La Nuit Bengali () is a 1933 Romanian novel written by the author and philosopher Mircea Eliade.

It is a fictionalized account of the love story between Eliade, who was visiting India at the time, and the young Maitreyi Devi (protégée of the great Bengali poet Rabindranath Tagore, who became a famous writer herself). The novel was translated into Italian in 1945, German in 1948,  Spanish in 1952, Bengali in 1988, Esperanto in 2007 (as Fraŭlino Maitreyi as part of the Serio Oriento-Okcidento), Catalan in 2011 and Georgian in 2019. Its most famous translation is the one in French, published as La Nuit Bengali in 1950.

For many years, Maitreyi Devi was not aware that the story had been published. After reading it, she wrote her own version of the relationship in 1974. Entitled Na Hanyate, it was originally published in Bengali. It was published in English as It Does Not Die.

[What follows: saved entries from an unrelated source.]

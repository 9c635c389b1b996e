//! Directional execution providers
//!
//! [`SourceExecProvider`] and [`DestinationExecProvider`] each expose their valid
//! operations as inherent methods. Both also implement [`ExecProvider`], the
//! drop-in form the hosting engine drives, where an operation belonging to the
//! other side fails with [`ProviderError::WrongRole`] and touches nothing.

mod dest;
mod source;

pub use dest::{DestinationCollaborators, DestinationExecProvider};
pub use source::{SourceCollaborators, SourceExecProvider};

use std::collections::HashMap;
use std::sync::Arc;

use async_trait::async_trait;
use tokio_util::sync::CancellationToken;

use crate::collaborators::{
    CommitStoreReader, ContractConfigTracker, ContractTransmitter, OffRampReader,
    OffchainConfigDigester, OnRampReader, PriceRegistryReader, TokenDataReader,
    TokenPoolBatchedReader,
};
use crate::error::ProviderError;
use crate::types::{GenericAddress, Role, TransactionStatus};

/// Health of a provider's subcomponents, keyed by name. `Ok` means healthy.
pub type HealthReport = HashMap<String, Result<(), String>>;

#[async_trait]
pub trait ExecProvider: Send + Sync {
    fn name(&self) -> &str;

    fn role(&self) -> Role;

    /// Replays missed logs when a start block is configured
    async fn start(&self, ctx: &CancellationToken) -> Result<(), ProviderError>;

    /// Tears down every reader this provider created. Runs every step even if
    /// earlier ones fail; may be called once.
    async fn close(&self, ctx: &CancellationToken) -> Result<(), ProviderError>;

    fn ready(&self) -> Result<(), ProviderError> {
        Ok(())
    }

    fn health_report(&self) -> HealthReport {
        HealthReport::new()
    }

    fn offchain_config_digester(&self) -> Arc<dyn OffchainConfigDigester>;

    fn contract_config_tracker(&self) -> Arc<dyn ContractConfigTracker>;

    fn contract_transmitter(&self) -> Arc<dyn ContractTransmitter>;

    async fn new_on_ramp_reader(
        &self,
        ctx: &CancellationToken,
        address: &GenericAddress,
        source_chain_selector: u64,
        dest_chain_selector: u64,
    ) -> Result<Arc<dyn OnRampReader>, ProviderError>;

    async fn new_off_ramp_reader(
        &self,
        ctx: &CancellationToken,
        address: &GenericAddress,
    ) -> Result<Arc<dyn OffRampReader>, ProviderError>;

    async fn new_commit_store_reader(
        &self,
        ctx: &CancellationToken,
        address: &GenericAddress,
    ) -> Result<Arc<dyn CommitStoreReader>, ProviderError>;

    async fn new_price_registry_reader(
        &self,
        ctx: &CancellationToken,
        address: &GenericAddress,
    ) -> Result<Arc<dyn PriceRegistryReader>, ProviderError>;

    async fn new_token_data_reader(
        &self,
        ctx: &CancellationToken,
        token: &GenericAddress,
    ) -> Result<Arc<dyn TokenDataReader>, ProviderError>;

    async fn new_token_pool_batched_reader(
        &self,
        ctx: &CancellationToken,
        off_ramp: &GenericAddress,
        source_chain_selector: u64,
    ) -> Result<Arc<dyn TokenPoolBatchedReader>, ProviderError>;

    async fn source_native_token(
        &self,
        ctx: &CancellationToken,
        router: &GenericAddress,
    ) -> Result<GenericAddress, ProviderError>;

    async fn get_transaction_status(
        &self,
        ctx: &CancellationToken,
        transaction_id: &str,
    ) -> Result<TransactionStatus, ProviderError>;
}

pub(crate) fn wrong_role(operation: &'static str, role: Role) -> ProviderError {
    ProviderError::WrongRole { operation, role }
}
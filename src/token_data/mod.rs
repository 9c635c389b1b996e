//! Attestation-backed token bridges
//!
//! Maps a source token address to its configured bridge and builds the matching
//! [`TokenDataReader`]. USDC is checked before LBTC.

pub mod attestation;
pub mod lbtc;
pub mod usdc;

use std::fmt;
use std::sync::Arc;

use alloy::primitives::Address;
use tracing::info;
use url::Url;

use crate::collaborators::TokenDataReader;
use crate::config::{TokenBridgeConfig, UsdcConfig};
use crate::error::ProviderError;
use crate::types::GenericAddress;

use self::attestation::AttestationClient;
use self::lbtc::LbtcTokenDataReader;
use self::usdc::{UsdcMessageSubscription, UsdcTokenDataReader};

#[derive(Debug, Clone, Copy, PartialEq, Eq, Hash)]
pub enum TokenBridgeKind {
    Usdc,
    Lbtc,
}

impl TokenBridgeKind {
    pub fn as_str(&self) -> &'static str {
        match self {
            TokenBridgeKind::Usdc => "USDC",
            TokenBridgeKind::Lbtc => "LBTC",
        }
    }
}

impl fmt::Display for TokenBridgeKind {
    fn fmt(&self, f: &mut fmt::Formatter<'_>) -> fmt::Result {
        f.write_str(self.as_str())
    }
}

pub struct TokenBridgeDispatcher {
    usdc: Option<UsdcConfig>,
    lbtc: Option<TokenBridgeConfig>,
    usdc_messages: Option<Arc<UsdcMessageSubscription>>,
}

impl TokenBridgeDispatcher {
    /// `usdc_messages` must be present whenever `usdc` is
    pub fn new(
        usdc: Option<UsdcConfig>,
        lbtc: Option<TokenBridgeConfig>,
        usdc_messages: Option<Arc<UsdcMessageSubscription>>,
    ) -> Result<Self, ProviderError> {
        if usdc.is_some() && usdc_messages.is_none() {
            return Err(ProviderError::Config(
                "USDC bridge configured without a MessageSent subscription".to_string(),
            ));
        }
        if let (Some(u), Some(l)) = (&usdc, &lbtc) {
            if u.bridge.source_token_address == l.source_token_address {
                return Err(ProviderError::Config(format!(
                    "USDC and LBTC bridges both claim token {}",
                    l.source_token_address
                )));
            }
        }
        Ok(Self {
            usdc,
            lbtc,
            usdc_messages,
        })
    }

    pub fn usdc_messages(&self) -> Option<&Arc<UsdcMessageSubscription>> {
        self.usdc_messages.as_ref()
    }

    /// Bridge claiming `token`, USDC first
    pub fn resolve(
        &self,
        token: &GenericAddress,
    ) -> Result<(TokenBridgeKind, &TokenBridgeConfig), ProviderError> {
        let address = token.to_evm()?;
        if let Some(usdc) = &self.usdc {
            if usdc.bridge.source_token_address == address {
                return Ok((TokenBridgeKind::Usdc, &usdc.bridge));
            }
        }
        if let Some(lbtc) = &self.lbtc {
            if lbtc.source_token_address == address {
                return Ok((TokenBridgeKind::Lbtc, lbtc));
            }
        }
        Err(ProviderError::UnsupportedToken(token.clone()))
    }

    pub fn build_reader(
        &self,
        kind: TokenBridgeKind,
        config: &TokenBridgeConfig,
    ) -> Result<Arc<dyn TokenDataReader>, ProviderError> {
        let client = attestation_client(kind, config)?;
        let token: Address = config.source_token_address;

        let reader: Arc<dyn TokenDataReader> = match kind {
            TokenBridgeKind::Usdc => {
                let messages = self.usdc_messages.clone().ok_or_else(|| {
                    ProviderError::Config("USDC MessageSent subscription missing".to_string())
                })?;
                Arc::new(UsdcTokenDataReader::new(messages, client, token))
            }
            TokenBridgeKind::Lbtc => Arc::new(LbtcTokenDataReader::new(client, token)),
        };

        info!(
            bridge = %kind,
            token = %token,
            timeout = ?config.attestation_timeout(),
            interval = ?config.attestation_interval(),
            "Created token data reader"
        );
        Ok(reader)
    }

    /// `resolve` then `build_reader`
    pub fn new_reader(
        &self,
        token: &GenericAddress,
    ) -> Result<Arc<dyn TokenDataReader>, ProviderError> {
        let (kind, config) = self.resolve(token)?;
        self.build_reader(kind, config)
    }
}

/// The attestation API must be an absolute URL
pub fn attestation_client(
    kind: TokenBridgeKind,
    config: &TokenBridgeConfig,
) -> Result<AttestationClient, ProviderError> {
    let base = Url::parse(&config.attestation_api).map_err(|source| {
        ProviderError::AttestationUrl {
            bridge: kind,
            url: config.attestation_api.clone(),
            source,
        }
    })?;
    AttestationClient::new(
        base,
        config.attestation_timeout(),
        config.attestation_interval(),
    )
    .map_err(|e| ProviderError::collaborator("build attestation client", kind, e))
}
//! In-memory collaborators for driving the providers in tests
//!
//! Every fake records what it was asked to do into a shared [`Recorder`], so tests
//! can assert on exact collaborator calls and their order.

#![allow(dead_code)]

use std::collections::HashSet;
use std::sync::{Arc, Mutex};

use alloy::primitives::{Address, Bytes, B256, U256};
use alloy::sol_types::SolValue;
use async_trait::async_trait;
use eyre::{eyre, Result};

use exec_provider::batch_caller::DynamicLimitedBatchCaller;
use exec_provider::collaborators::{
    ChainClient, CommitStoreReader, ConfigWatcher, ContractConfigTracker, ContractTransmitter,
    FeeEstimator, FeeEstimatorConfig, GasPriceEstimator, LogPoller, OffRampReader,
    OffchainConfigDigester, OnRampReader, PriceRegistryReader, ReaderFactory,
    TokenPoolBatchedReader, TxManager,
};
use exec_provider::types::{
    CallOutcome, ConfigDigest, ContractCall, ContractConfig, LogFilter, PolledLog,
};
use exec_provider::{
    DestinationCollaborators, DestinationExecProvider, ExecProviderConfig, GenericAddress,
    OnRampParams, SourceCollaborators, SourceExecProvider, TransactionStatus,
};

// ============================================================================
// Call recording
// ============================================================================

#[derive(Debug, Clone, PartialEq, Eq)]
pub enum Call {
    Replay(u64),
    RegisterFilter(String),
    UnregisterFilter(String),
    NewOnRampReader(OnRampParams),
    CloseOnRampReader(OnRampParams),
    NewOffRampReader(GenericAddress, U256),
    CloseOffRampReader(GenericAddress),
    NewCommitStoreReader(GenericAddress),
    CloseCommitStoreReader(GenericAddress),
    NewPriceRegistryReader(GenericAddress),
    NewTokenPoolBatchedReader {
        off_ramp: GenericAddress,
        source_chain_selector: u64,
        batch_size_limit: usize,
    },
    SetOnRampReader(GenericAddress),
    GetTransactionStatus(String),
    ContractCall(Address),
}

#[derive(Default)]
pub struct Recorder {
    calls: Mutex<Vec<Call>>,
    failing: Mutex<HashSet<&'static str>>,
    hanging: Mutex<HashSet<&'static str>>,
}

In fulfillment of a promise Eliade made to Maitreyi that his novel would not be published in English during their lifetimes, an English translation, of Mayitreyi, Bengal Nights did not appear until 1993. In 1994, the University of Chicago Press published the two works in English as companion volumes.

Plot 
Allan is an employee of the company run by engineer Narendra Sen. When sent to work in a rain-abundant region of India, Allan becomes ill with malaria. He is returned to Calcutta and admitted into a hospital. After treatment, Sen invites Allan into his own house. Shortly after the young guest falls in love with the host's daughter (Maitreyi), their forbidden love gradually grows, resulting in Maitreyi and Allan ending up together.
Chabu, Maitreyi's sister, unwillingly witnesses the lovers hugging thus banishing Allan and isolating Maitreyi. Both suffer immensely. To rid himself of the suffering, Allan retreats into a bungalow in the Himalaya mountains where he meets Jenia Issac.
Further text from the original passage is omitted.